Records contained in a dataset
**********

//! html5ever TreeSink implementation for ArenaDom.

use std::borrow::Cow;
use std::cell::RefCell;

use html5ever::tendril::StrTendril;
use html5ever::tree_builder::{ElementFlags, NodeOrText, QuirksMode, TreeSink};
use html5ever::{Attribute as Html5Attribute, QualName};

use super::arena::{ArenaDom, ArenaNodeData, ArenaNodeId, Attribute};

/// Handle used by TreeSink to reference nodes.
#[derive(Debug, Clone, Copy, PartialEq, Eq)]
pub struct NodeHandle(pub ArenaNodeId);

impl Default for NodeHandle {
    fn default() -> Self {
        NodeHandle(ArenaNodeId::NONE)
    }
}

/// TreeSink implementation that builds an ArenaDom.
///
/// Uses interior mutability (RefCell) because html5ever's TreeSink trait
/// requires methods to take `&self` but we need to mutate the DOM.
pub struct ArenaSink {
    dom: RefCell<ArenaDom>,
    errors: RefCell<usize>,
}

impl Default for ArenaSink {
    fn default() -> Self {
        Self::new()
    }
}

impl ArenaSink {
    pub fn new() -> Self {
        Self {
            dom: RefCell::new(ArenaDom::new()),
            errors: RefCell::new(0),
        }
    }

    /// Consume the sink and return the DOM.
    pub fn into_dom(self) -> ArenaDom {
        self.dom.into_inner()
    }

    /// Number of recoverable parse errors html5ever reported.
    pub fn parse_errors(&self) -> usize {
        *self.errors.borrow()
    }

    fn append_to(&self, parent: ArenaNodeId, child: NodeOrText<NodeHandle>) {
        let mut dom = self.dom.borrow_mut();
        match child {
            NodeOrText::AppendNode(node) => dom.append(parent, node.0),
            NodeOrText::AppendText(text) => dom.append_text(parent, &text),
        }
    }
}

impl TreeSink for ArenaSink {
    type Handle = NodeHandle;
    type Output = Self;
    type ElemName<'a>
        = &'a QualName
    where
        Self: 'a;

    fn finish(self) -> Self::Output {
        self
    }

    fn parse_error(&self, msg: Cow<'static, str>) {
        // Lenient like browsers: count and keep going
        log::trace!("html parse error: {msg}");
        *self.errors.borrow_mut() += 1;
    }

    fn get_document(&self) -> Self::Handle {
        NodeHandle(self.dom.borrow().document())
    }

    fn elem_name<'a>(&'a self, target: &'a Self::Handle) -> Self::ElemName<'a> {
        static EMPTY: QualName = QualName {
            prefix: None,
            ns: html5ever::ns!(),
            local: html5ever::local_name!(""),
        };

        let dom = self.dom.borrow();
        match dom.get(target.0).map(|n| &n.data) {
            Some(ArenaNodeData::Element { name, .. }) => {
                // SAFETY: element names are never mutated or dropped while the
                // sink is alive. The RefCell guard hides that from the borrow
                // checker, and html5ever only holds the reference briefly.
                unsafe { std::mem::transmute::<&QualName, &'a QualName>(name) }
            }
            _ => &EMPTY,
        }
    }

    fn create_element(
        &self,
        name: QualName,
        attrs: Vec<Html5Attribute>,
        _flags: ElementFlags,
    ) -> Self::Handle {
        let converted_attrs: Vec<Attribute> = attrs
            .into_iter()
            .map(|a| Attribute {
                name: a.name,
                value: a.value.to_string(),
            })
            .collect();

        NodeHandle(self.dom.borrow_mut().create_element(name, converted_attrs))
    }

    fn create_comment(&self, text: StrTendril) -> Self::Handle {
        NodeHandle(self.dom.borrow_mut().create_comment(text.to_string()))
    }

    fn create_pi(&self, target: StrTendril, data: StrTendril) -> Self::Handle {
        NodeHandle(
            self.dom
                .borrow_mut()
                .create_pi(target.to_string(), data.to_string()),
        )
    }

    fn append(&self, parent: &Self::Handle, child: NodeOrText<Self::Handle>) {
        self.append_to(parent.0, child);
    }

    fn append_based_on_parent_node(
        &self,
        element: &Self::Handle,
        prev_element: &Self::Handle,
        child: NodeOrText<Self::Handle>,
    ) {
        let parent = self
            .dom
            .borrow()
            .get(element.0)
            .map(|n| n.parent)
            .unwrap_or(ArenaNodeId::NONE);

        if parent.is_some() {
            self.append_before_sibling(element, child);
        } else {
            self.append_to(prev_element.0, child);
        }
    }

    fn append_doctype_to_document(
        &self,
        name: StrTendril,
        public_id: StrTendril,
        system_id: StrTendril,
    ) {
        let mut dom = self.dom.borrow_mut();
        let doc = dom.document();
        let doctype = dom.create_doctype(
            name.to_string(),
            public_id.to_string(),
            system_id.to_string(),
        );
        dom.append(doc, doctype);
    }

    fn get_template_contents(&self, target: &Self::Handle) -> Self::Handle {
        // Template contents stay under the template element itself
        *target
    }

    fn same_node(&self, x: &Self::Handle, y: &Self::Handle) -> bool {
        x.0 == y.0
    }

    fn set_quirks_mode(&self, mode: QuirksMode) {
        log::trace!("quirks mode: {mode:?}");
    }

    fn append_before_sibling(&self, sibling: &Self::Handle, new_node: NodeOrText<Self::Handle>) {
        let mut dom = self.dom.borrow_mut();
        match new_node {
            NodeOrText::AppendNode(node) => dom.insert_before(sibling.0, node.0),
            NodeOrText::AppendText(text) => dom.insert_text_before(sibling.0, &text),
        }
    }

    fn add_attrs_if_missing(&self, target: &Self::Handle, attrs: Vec<Html5Attribute>) {
        let mut dom = self.dom.borrow_mut();
        if let Some(node) = dom.get_mut(target.0)
            && let ArenaNodeData::Element {
                attrs: existing, ..
            } = &mut node.data
        {
            for attr in attrs {
                if !existing.iter().any(|a| a.name == attr.name) {
                    existing.push(Attribute {
                        name: attr.name,
                        value: attr.value.to_string(),
                    });
                }
            }
        }
    }

    fn remove_from_parent(&self, target: &Self::Handle) {
        self.dom.borrow_mut().detach(target.0);
    }

    fn reparent_children(&self, node: &Self::Handle, new_parent: &Self::Handle) {
        let mut dom = self.dom.borrow_mut();
        let children: Vec<_> = dom.children(node.0).collect();
        for child in children {
            dom.detach(child);
            dom.append(new_parent.0, child);
        }
    }
}

#[cfg(test)]
mod tests {
    use html5ever::driver::ParseOpts;
    use html5ever::parse_document;
    use html5ever::tendril::TendrilSink;

    use super::*;

    fn parse(html: &str) -> ArenaSink {
        parse_document(ArenaSink::new(), ParseOpts::default())
            .from_utf8()
            .one(html.as_bytes())
    }

    #[test]
    fn test_basic_parse() {
        let dom = parse("<html><body><p>Hello</p></body></html>").into_dom();

        let p = dom.find_by_tag("p").expect("should find p");
        assert!(dom.is_element(p));

        let text_id = dom.children(p).next().expect("p should have child");
        assert_eq!(dom.text_content(text_id), Some("Hello"));
    }

    #[test]
    fn test_attribute_order_preserved() {
        let dom = parse(r#"<img alt="a" src="x.png" width="10" data-k="v">"#).into_dom();

        let img = dom.find_by_tag("img").expect("should find img");
        assert_eq!(dom.attr_names(img), vec!["alt", "src", "width", "data-k"]);
        assert_eq!(dom.get_attr(img, "src"), Some("x.png"));
    }

    #[test]
    fn test_implicit_structure() {
        let dom = parse("stray text<img src=a.png><p>unclosed").into_dom();

        assert!(dom.find_by_tag("html").is_some());
        assert!(dom.find_by_tag("head").is_some());
        let body = dom.find_by_tag("body").expect("implicit body");
        let img = dom.find_by_tag("img").expect("img survives");
        assert_eq!(dom.get(img).unwrap().parent, body);
    }

    #[test]
    fn test_parse_errors_counted() {
        let sink = parse("<p>unclosed <b>bold</p>");
        assert!(sink.parse_errors() > 0);
    }

    #[test]
    fn test_doctype_is_first_child() {
        let dom = parse("<!DOCTYPE html><html><body></body></html>").into_dom();
        let first = dom.children(dom.document()).next().unwrap();
        assert!(matches!(
            dom.get(first).unwrap().data,
            ArenaNodeData::Doctype { ref name, .. } if name == "html"
        ));
    }

    #[test]
    fn test_misnested_table_content_foster_parented() {
        // Text and elements inside <table> but outside cells are moved before it
        let dom = parse("<table><img src=t.png><tr><td>x</td></tr></table>").into_dom();

        let img = dom.find_by_tag("img").expect("img kept");
        let table = dom.find_by_tag("table").expect("table kept");
        assert_eq!(dom.get(img).unwrap().next_sibling, table);
    }
}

**********

From the records above, transcribe without alteration every line from the one with "use std::borrow::Cow;" to the one with "mutate the DOM.", inclusive.

- RESPONSE TO THE EXERCISE:
use std::borrow::Cow;
use std::cell::RefCell;

use html5ever::tendril::StrTendril;
use html5ever::tree_builder::{ElementFlags, NodeOrText, QuirksMode, TreeSink};
use html5ever::{Attribute as Html5Attribute, QualName};

use super::arena::{ArenaDom, ArenaNodeData, ArenaNodeId, Attribute};

/// Handle used by TreeSink to reference nodes.
#[derive(Debug, Clone, Copy, PartialEq, Eq)]
pub struct NodeHandle(pub ArenaNodeId);

impl Default for NodeHandle {
    fn default() -> Self {
        NodeHandle(ArenaNodeId::NONE)
    }
}

/// TreeSink implementation that builds an ArenaDom.
///
/// Uses interior mutability (RefCell) because html5ever's TreeSink trait
/// requires methods to take `&self` but we need to mutate the DOM.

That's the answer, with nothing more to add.